▶ **About this task**
What lines below mention the word "through"? Copy each one.

Stored items
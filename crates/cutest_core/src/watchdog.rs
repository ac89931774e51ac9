//! Run one test file under a wall-clock budget.
//!
//! The child is spawned, its wait is raced against a one-shot timer, and
//! the outcome is read from the exit status alone. The timer lives inside
//! the `timeout` future, so it is dropped the moment the wait resolves and
//! can never fire against a later test's process. A kill is only sent while
//! the child is still un-reaped, so its PID cannot have been recycled.

use crate::error::{CutestError, Result};
use crate::types::{Outcome, TestFile};
use std::future::Future;
use std::path::PathBuf;
use std::process::{ExitStatus, Stdio};
use std::time::{Duration, Instant};
use tokio::process::Command;
use tracing::{debug, warn};

/// Something that can execute a single test file and classify it.
///
/// [`Watchdog`] is the real implementation; the seam exists so the
/// aggregation loop can be driven without spawning processes.
pub trait TestRunner {
    /// Execute `test` and return its outcome.
    ///
    /// Errors are fatal for the whole run.
    fn run(&self, test: &TestFile) -> impl Future<Output = Result<Outcome>>;
}

/// Spawns the executable under test and kills it when the budget runs out.
#[derive(Debug, Clone)]
pub struct Watchdog {
    executable: PathBuf,
    budget: Duration,
}

impl Watchdog {
    /// Create a watchdog for `executable` with a per-test `budget`.
    pub fn new(executable: impl Into<PathBuf>, budget: Duration) -> Self {
        Self {
            executable: executable.into(),
            budget,
        }
    }
}

impl TestRunner for Watchdog {
    async fn run(&self, test: &TestFile) -> Result<Outcome> {
        let started = Instant::now();

        // stdout/stderr pass through to the harness's terminal.
        let mut child = Command::new(&self.executable)
            .arg(test.path())
            .stdin(Stdio::null())
            .kill_on_drop(true)
            .spawn()
            .map_err(|source| CutestError::SpawnFailed {
                executable: self.executable.clone(),
                source,
            })?;
        debug!(test = %test, pid = ?child.id(), "spawned");

        let lost = |source| CutestError::WaitFailed {
            path: test.path().to_path_buf(),
            source,
        };

        let (status, killed) = match tokio::time::timeout(self.budget, child.wait()).await {
            Ok(status) => (status.map_err(lost)?, false),
            Err(_) => {
                warn!(
                    test = %test,
                    budget_ms = self.budget.as_millis() as u64,
                    "budget exceeded, killing"
                );
                child.start_kill().map_err(lost)?;
                (child.wait().await.map_err(lost)?, true)
            }
        };

        let outcome = classify(status);
        if outcome == Outcome::Timeout && !killed {
            warn!(test = %test, status = %status, "exited abnormally without being killed");
        }
        debug!(
            test = %test,
            status = %status,
            elapsed_ms = started.elapsed().as_millis() as u64,
            outcome = %outcome,
            "finished"
        );
        Ok(outcome)
    }
}

/// Map an exit status onto an outcome.
///
/// Exit code 0 is [`Outcome::Success`], 1 is [`Outcome::Failed`], and
/// everything else (other codes, signals) is [`Outcome::Timeout`].
pub fn classify(status: ExitStatus) -> Outcome {
    match status.code() {
        Some(0) => Outcome::Success,
        Some(1) => Outcome::Failed,
        _ => Outcome::Timeout,
    }
}
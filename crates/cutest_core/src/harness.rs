//! The run loop: discover, check the opt-out marker, execute, tally.

use crate::config::HarnessConfig;
use crate::discovery::discover;
use crate::error::{CutestError, Result};
use crate::ignore::is_ignored;
use crate::types::{Outcome, RunStats, TestFile};
use crate::watchdog::{TestRunner, Watchdog};
use std::path::PathBuf;
use tracing::{debug, warn};

/// Receives per-test results as the run progresses.
pub trait Reporter {
    /// A test was classified (including [`Outcome::Ignored`]).
    fn test_finished(&mut self, test: &TestFile, outcome: Outcome);

    /// A test file could not be read; the run continues without it.
    fn test_errored(&mut self, test: &TestFile, error: &CutestError);
}

/// Reporter that discards everything.
#[derive(Debug, Default, Clone, Copy)]
pub struct SilentReporter;

impl Reporter for SilentReporter {
    fn test_finished(&mut self, _test: &TestFile, _outcome: Outcome) {}

    fn test_errored(&mut self, _test: &TestFile, _error: &CutestError) {}
}

/// Drives every test in a suite directory through a [`TestRunner`].
///
/// Tests run one at a time in discovery order.
pub struct Harness<R = Watchdog> {
    suite_dir: PathBuf,
    extension: String,
    runner: R,
}

impl Harness<Watchdog> {
    /// Build a harness that spawns the configured executable.
    pub fn from_config(config: &HarnessConfig) -> Self {
        Self::with_runner(
            config.suite_dir.clone(),
            config.extension.clone(),
            Watchdog::new(config.executable.clone(), config.timeout()),
        )
    }
}

impl<R: TestRunner> Harness<R> {
    /// Build a harness around an arbitrary runner.
    pub fn with_runner(
        suite_dir: impl Into<PathBuf>,
        extension: impl Into<String>,
        runner: R,
    ) -> Self {
        Self {
            suite_dir: suite_dir.into(),
            extension: extension.into(),
            runner,
        }
    }

    /// Discover the suite's test files.
    pub fn discover(&self) -> Result<Vec<TestFile>> {
        discover(&self.suite_dir, &self.extension)
    }

    /// Run the whole suite without reporting individual tests.
    pub async fn run(&self) -> Result<RunStats> {
        self.run_with_reporter(&mut SilentReporter).await
    }

    /// Run the whole suite, reporting each test as it completes.
    ///
    /// # Errors
    ///
    /// Fails only on run-aborting errors (unreadable suite, executable that
    /// cannot be spawned). Unreadable test files are reported and counted
    /// in [`RunStats::errored`] instead.
    pub async fn run_with_reporter(&self, reporter: &mut dyn Reporter) -> Result<RunStats> {
        let tests = self.discover()?;
        let mut stats = RunStats::new();

        for test in &tests {
            match self.run_one(test).await {
                Ok(outcome) => {
                    stats.record(outcome);
                    reporter.test_finished(test, outcome);
                }
                Err(e) if !e.is_fatal() => {
                    warn!(test = %test, error = %e, "skipping unreadable test");
                    stats.record_error();
                    reporter.test_errored(test, &e);
                }
                Err(e) => return Err(e),
            }
        }

        debug!(summary = %stats.summary(), "run complete");
        Ok(stats)
    }

    async fn run_one(&self, test: &TestFile) -> Result<Outcome> {
        if is_ignored(test)? {
            return Ok(Outcome::Ignored);
        }
        self.runner.run(test).await
    }
}
//! Error types for cutest_core operations.

use std::path::PathBuf;
use thiserror::Error;

/// Core error type for harness operations.
#[derive(Error, Debug)]
pub enum CutestError {
    /// The suite directory could not be listed.
    #[error("cannot read test suite directory {}: {}", path.display(), source)]
    SuiteUnreadable {
        /// Path to the suite directory
        path: PathBuf,
        /// Underlying I/O failure
        #[source]
        source: std::io::Error,
    },

    /// The executable under test could not be started.
    #[error("cannot spawn executable {}: {}", executable.display(), source)]
    SpawnFailed {
        /// Path to the executable under test
        executable: PathBuf,
        /// Underlying I/O failure
        #[source]
        source: std::io::Error,
    },

    /// A single test file could not be read while checking for the opt-out marker.
    #[error("cannot read test file {}: {}", path.display(), source)]
    TestUnreadable {
        /// Path to the test file
        path: PathBuf,
        /// Underlying I/O failure
        #[source]
        source: std::io::Error,
    },

    /// Waiting on or terminating a running test failed.
    #[error("lost track of child process for {}: {}", path.display(), source)]
    WaitFailed {
        /// Test file the child was running
        path: PathBuf,
        /// Underlying I/O failure
        #[source]
        source: std::io::Error,
    },

    /// Configuration error (loading, parsing, invalid values).
    #[error("configuration error: {0}")]
    ConfigError(String),
}

impl CutestError {
    /// Returns true if this error aborts the whole run.
    ///
    /// Only [`CutestError::TestUnreadable`] is scoped to a single test file.
    pub fn is_fatal(&self) -> bool {
        !matches!(self, Self::TestUnreadable { .. })
    }

    /// Returns a user-friendly recovery suggestion for the error, if available.
    pub fn recovery_suggestion(&self) -> Option<&'static str> {
        match self {
            Self::SuiteUnreadable { .. } => {
                Some("Check the suite directory with '--suite <DIR>' or 'suite_dir' in cutest.toml.")
            }
            Self::SpawnFailed { .. } => Some(
                "Build the executable under test first, or point at it with '--exe <PATH>'.",
            ),
            Self::TestUnreadable { .. } => Some("Check the file permissions of the test file."),
            Self::ConfigError(_) => Some("Fix or remove cutest.toml to fall back to defaults."),
            _ => None,
        }
    }
}

/// Convenience Result type for cutest_core operations.
pub type Result<T> = std::result::Result<T, CutestError>;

▶ **Output of the task**
        // stdout/stderr pass through to the harness's terminal.
/// Drives every test in a suite directory through a [`TestRunner`].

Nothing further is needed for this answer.